“And you met him?” she asks, stepping deeper into my arms, raising her hands to my chest.
I clear my throat briskly. “Yeah, I met him. He’s a drunk in Chicago. He works maintenance for a hotel out there. Sits in a basement drinking Jack straight from a coffee mug and waits for shit to go wrong so he can swoop in and fix it, if he’s sober enough. When I found him he was drunk as hell. He didn’t understand who I was, so I got a room at the hotel and waited for the next day. In the morning when he came in to work he was coherent. He knew me right away.”
“Was he happy to see you?”
“Yeah,” I admit listlessly. “He was. He said he’d wanted to meet me for years but my mom made him swear to stay away until he sobered up. He never did so he never came back.”
“That’s really sad.”
“He’s a sad guy. He’s pathetic. He hates his job, hates his life. I felt bad for him. I told him we should keep in touch but he said we couldn’t. He told me meant that promise to my mom about getting sober before getting to know me and he said he was going to keep it. He said he was going to quit drinking that day.”
Lilly shakes her head. “He didn’t, did he?”
“No. I haven’t heard from him since I left Chicago that day. That was years ago.” I absently lean forward, pressing a slow kiss to her forehead. I breathe in the sweet scent of her hair, pushing out the memory of stale alcohol and sweat. “And that,” I whisper against her hair, “is a secret that nobody knows. One that no one else will ever know.”
Her arms go around my waist, hugging me tightly. It feels good. Solid. Comforting. It’s a scary thing, to tell her about my dad, but I think it’s a scary thing for her to trust me, and I want that more than anything. I know that to gain trust you have to give it, and I just gave her all of my aces. It’s a gamble I’m hoping will pay off.
She stands there with me for too long. Longer than her break. Longer than normal people should. She stays still in my arms like a statue on the street, a work of art, and I start to wonder if I’ve gambled and lost. I start to worry that I’ll never know what it takes to get closer to her.
That I lost her before I ever won her.
When Lilly finally speaks, her voice is smaller than a petal, “My dad has Alzheimer’s.”
But her words are larger than a mountain.
I open my mouth, struggling to find the right response.
Turns out there is none.
“How old is he?” I ask, completely thrown.

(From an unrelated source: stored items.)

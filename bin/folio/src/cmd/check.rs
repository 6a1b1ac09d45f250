//! Check command - validate configuration and content

use std::path::Path;

use chrono::Utc;
use color_eyre::eyre::{Result, bail};
use folio_core::{
    Collection, Config, Listing,
    date::{is_past, parse_publish_date},
    slug::{is_valid_slug, slug_from_file_name},
};
use folio_site::Site;
use folio_store::Repository;

/// Validation result.
#[derive(Debug, Default)]
pub struct ValidationResult {
    pub errors: Vec<String>,
    pub warnings: Vec<String>,
}

impl ValidationResult {
    fn add_error(&mut self, msg: impl Into<String>) {
        self.errors.push(msg.into());
    }

    fn add_warning(&mut self, msg: impl Into<String>) {
        self.warnings.push(msg.into());
    }

    pub fn has_errors(&self) -> bool {
        !self.errors.is_empty()
    }

    pub fn has_warnings(&self) -> bool {
        !self.warnings.is_empty()
    }
}

/// Run the check command.
///
/// Validates configuration and every content file of both collections.
pub fn run(config_path: &Path, strict: bool) -> Result<()> {
    tracing::info!(?config_path, strict, "Checking configuration and content");

    let mut result = ValidationResult::default();

    println!("Checking configuration...");
    let config = if config_path.exists() {
        match Config::load_with_env(config_path) {
            Ok(c) => {
                println!("  ✓ Configuration valid");
                c
            }
            Err(e) => {
                println!("  ✗ Configuration invalid: {e}");
                result.add_error(format!("Configuration error: {e}"));
                print_summary(&result);
                bail!("Validation failed with {} error(s)", result.errors.len());
            }
        }
    } else {
        result.add_warning(format!(
            "Configuration file {} not found, using defaults",
            config_path.display()
        ));
        println!("  ⚠ Configuration file missing, using defaults");
        Config::default()
    };

    check_config_values(&config, &mut result);

    let site = Site::open(std::sync::Arc::new(config));
    check_site(&site, &mut result);

    print_summary(&result);

    if result.has_errors() {
        bail!("Validation failed with {} error(s)", result.errors.len());
    }

    if strict && result.has_warnings() {
        bail!(
            "Validation failed with {} warning(s) (strict mode)",
            result.warnings.len()
        );
    }

    println!();
    println!("✓ All checks passed");

    Ok(())
}

/// Validate both collections of an opened site.
pub fn check_site(site: &Site, result: &mut ValidationResult) {
    println!("\nChecking blog posts...");
    check_collection(site.blog(), result);

    println!("\nChecking homelabs...");
    check_collection(site.homelabs(), result);
}

fn print_summary(result: &ValidationResult) {
    println!();
    println!("Summary:");
    println!("  Errors:   {}", result.errors.len());
    println!("  Warnings: {}", result.warnings.len());

    if result.has_errors() {
        println!();
        println!("Errors:");
        for err in &result.errors {
            println!("  ✗ {err}");
        }
    }

    if result.has_warnings() {
        println!();
        println!("Warnings:");
        for warn in &result.warnings {
            println!("  ⚠ {warn}");
        }
    }
}

/// Validate the files of one collection.
fn check_collection<C: Collection>(repo: &Repository<C>, result: &mut ValidationResult) {
    let kind = repo.kind();
    let dir = repo.dir();
    let extension = &repo.config().content.extension;

    if !dir.is_dir() {
        result.add_warning(format!("{kind}/ directory does not exist"));
        println!("  ⚠ {kind}/ missing");
        return;
    }

    let mut checked = 0;
    let mut failed = 0;

    for entry in walkdir::WalkDir::new(dir)
        .min_depth(1)
        .into_iter()
        .filter_map(|e| e.ok())
        .filter(|e| e.file_type().is_file())
    {
        let relative = entry
            .path()
            .strip_prefix(dir)
            .unwrap_or(entry.path())
            .to_string_lossy()
            .to_string();

        if entry.depth() > 1 {
            result.add_warning(format!("{kind}/{relative}: nested files are not served"));
            continue;
        }

        let file_name = entry.file_name().to_string_lossy();
        let Some(stem) = slug_from_file_name(&file_name, extension) else {
            result.add_warning(format!(
                "{kind}/{relative}: not a .{extension} file, ignored"
            ));
            continue;
        };

        if !is_valid_slug(stem) {
            result.add_warning(format!(
                "{kind}/{relative}: file name is not a valid slug (lowercase letters, digits and single hyphens)"
            ));
            continue;
        }

        checked += 1;

        if let Err(e) = repo.try_get(stem) {
            let reason = std::error::Error::source(&e)
                .map(|source| format!(": {source}"))
                .unwrap_or_default();
            result.add_error(format!("{kind}/{relative}: {e}{reason}"));
            failed += 1;
        }
    }

    let all = repo.list_all();
    let now = Utc::now();
    let mut featured = Vec::new();
    let mut scheduled = 0;

    for item in all.iter() {
        if item.date().is_empty() {
            result.add_warning(format!("{kind}/{}: missing date", item.slug()));
        } else if parse_publish_date(item.date()).is_none() {
            result.add_warning(format!(
                "{kind}/{}: unparseable date {:?}, sorted last",
                item.slug(),
                item.date()
            ));
        } else if !is_past(item.date(), now) {
            scheduled += 1;
        }

        if item.is_featured() {
            featured.push(item.slug().to_string());
        }
    }

    if featured.len() > 1 {
        result.add_warning(format!(
            "{kind}/: {} documents are featured ({}), only the newest is shown",
            featured.len(),
            featured.join(", ")
        ));
    }

    if failed == 0 {
        println!("  ✓ All {checked} {kind} files valid");
    } else {
        println!("  ✗ {failed}/{checked} {kind} files have errors");
    }

    if scheduled > 0 {
        println!("  ℹ {scheduled} {kind} document(s) dated in the future");
    }
}

/// Check configuration values for common issues.
fn check_config_values(config: &Config, result: &mut ValidationResult) {
    if !config.site.base_url.starts_with("http") {
        result.add_warning("site.base_url should start with http:// or https://");
    }

    if config.site.base_url.ends_with('/') {
        result.add_warning("site.base_url should not have a trailing slash");
    }

    if config.site.author.is_none() {
        result.add_warning("site.author is not set, posts without an author stay anonymous");
    }

    let root = &config.content.root;
    if root.exists() && !root.is_dir() {
        result.add_error(format!(
            "Content root exists but is not a directory: {}",
            root.display()
        ));
    }

    println!("  ✓ Configuration values checked");
}

#[cfg(test)]
mod tests {
    use std::{fs, sync::Arc};

    use super::*;

    fn site_at(root: &Path) -> Site {
        let mut config = Config::default();
        config.content.root = root.to_path_buf();
        Site::open(Arc::new(config))
    }

    fn write(root: &Path, relative: &str, contents: &str) {
        let path = root.join(relative);
        fs::create_dir_all(path.parent().expect("parent")).expect("mkdir");
        fs::write(path, contents).expect("write");
    }

    #[test]
    fn test_clean_site() {
        let dir = tempfile::tempdir().expect("create temp dir");
        write(
            dir.path(),
            "blog/hello.mdx",
            "---\ntitle: Hello\ndescription: D\ndate: 2024-01-01\n---\nBody",
        );
        write(
            dir.path(),
            "homelabs/lab.mdx",
            "---\ntitle: Lab\ndescription: D\ndate: 2024-01-01\n---\nBody",
        );

        let mut result = ValidationResult::default();
        check_site(&site_at(dir.path()), &mut result);

        assert!(!result.has_errors(), "{:?}", result.errors);
        assert!(!result.has_warnings(), "{:?}", result.warnings);
    }

    #[test]
    fn test_reports_problems() {
        let dir = tempfile::tempdir().expect("create temp dir");
        write(dir.path(), "blog/broken.mdx", "---\ntitle: Broken\n---\nBody");
        write(dir.path(), "blog/Bad_Name.mdx", "---\ntitle: X\ndescription: D\n---\n");
        write(dir.path(), "blog/notes.txt", "plain");
        write(
            dir.path(),
            "blog/undated.mdx",
            "---\ntitle: Undated\ndescription: D\n---\nBody",
        );
        write(
            dir.path(),
            "blog/a.mdx",
            "---\ntitle: A\ndescription: D\ndate: 2024-01-01\nfeatured: true\n---\n",
        );
        write(
            dir.path(),
            "blog/b.mdx",
            "---\ntitle: B\ndescription: D\ndate: 2024-02-01\nfeatured: true\n---\n",
        );

        let mut result = ValidationResult::default();
        check_site(&site_at(dir.path()), &mut result);

        assert_eq!(result.errors.len(), 1);
        assert_eq!(
            result.errors[0],
            "blog/broken.mdx: failed to parse post broken: Missing required field: description"
        );

        let warnings = result.warnings.join("\n");
        assert!(warnings.contains("blog/Bad_Name.mdx: file name is not a valid slug"));
        assert!(warnings.contains("blog/notes.txt: not a .mdx file"));
        assert!(warnings.contains("blog/undated: missing date"));
        assert!(warnings.contains("2 documents are featured (b, a)"));
        assert!(warnings.contains("homelabs/ directory does not exist"));
    }

    #[test]
    fn test_config_values() {
        let mut config = Config::default();
        config.site.base_url = "example.com/".to_string();

        let mut result = ValidationResult::default();
        check_config_values(&config, &mut result);

        assert_eq!(result.warnings.len(), 3);
        assert!(!result.has_errors());
    }
}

“Forty-seven,” she speaks quietly against my chest. “It started showing up a few years ago. It was little stuff at first. He’d forget where he put his keys. What he ate for breakfast. Then he couldn’t remember pictures we had around the house. There was one in the hall of us at Disneyland when I was in middle school. A couple years ago Mom found him standing in there staring at it and when she asked him what he was doing he started crying. He said he couldn’t remember the trip. He tried so hard but he couldn’t. After that it started happening faster. Bigger things, like how to get to work. Which car was his in the parking lot.” She pauses. I feel her take a bracing breath under my arms. “Last year he forgot my name. Two weeks later when I came into the house carrying groceries he started calling me by my mom’s name. Linda. He’s done it ever since.”
“Every time you see him?”
“No. Not every time. There are good days and bad days. The day you played the Panthers, that was a good day. We watched the game together as a family. I told him about you. That I’d met you and that you were funny. Sweet even. He was happy.” Her voice cracks. She sniffs roughly once. “He was my dad that day.”
I run my hand up and down her back slowly. “But there are bad days?”

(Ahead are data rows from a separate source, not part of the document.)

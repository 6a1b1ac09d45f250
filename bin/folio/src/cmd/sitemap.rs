//! Sitemap command - write sitemap.xml for the whole site

use std::path::Path;

use color_eyre::eyre::{Result, WrapErr};
use folio_site::{Site, SitemapGenerator};

/// Run the sitemap command.
pub fn run(site: &Site, output: &Path) -> Result<()> {
    tracing::info!(?output, "Generating sitemap");

    SitemapGenerator::write(site, output)
        .wrap_err_with(|| format!("Failed to write {}", output.display()))?;

    let count = SitemapGenerator::urls(site).len();
    println!("  ✓ Wrote {count} URLs to {}", output.display());

    Ok(())
}
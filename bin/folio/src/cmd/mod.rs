//! Command implementations.

pub mod check;
pub mod query;
pub mod serve;
pub mod sitemap;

“Yeah. Like last Sunday I couldn’t go over there. He had a bad week. He was freaked out because he knew he was forgetting things but he had no idea how much he’d forgotten. On days like those he doesn’t know me. He gets me confused with my mom. I look a lot like her when she was my age.” She shudders, her shoulders pitching forward like she’s going to be sick. “He came into the kitchen one day when I was in there. He thought I was Mom. He spun me around and he—he kissed me on the mouth. I was so freaked out I didn’t know what to do. I just stood there while he kissed me. While my dad licked my lips and groaned. When he let me go he told me I was as beautiful as the day he married me. He told me he loved me.”
“Shit, I—“ I don’t know how to finish that sentence. I’m stunned into silence, a rare state for me.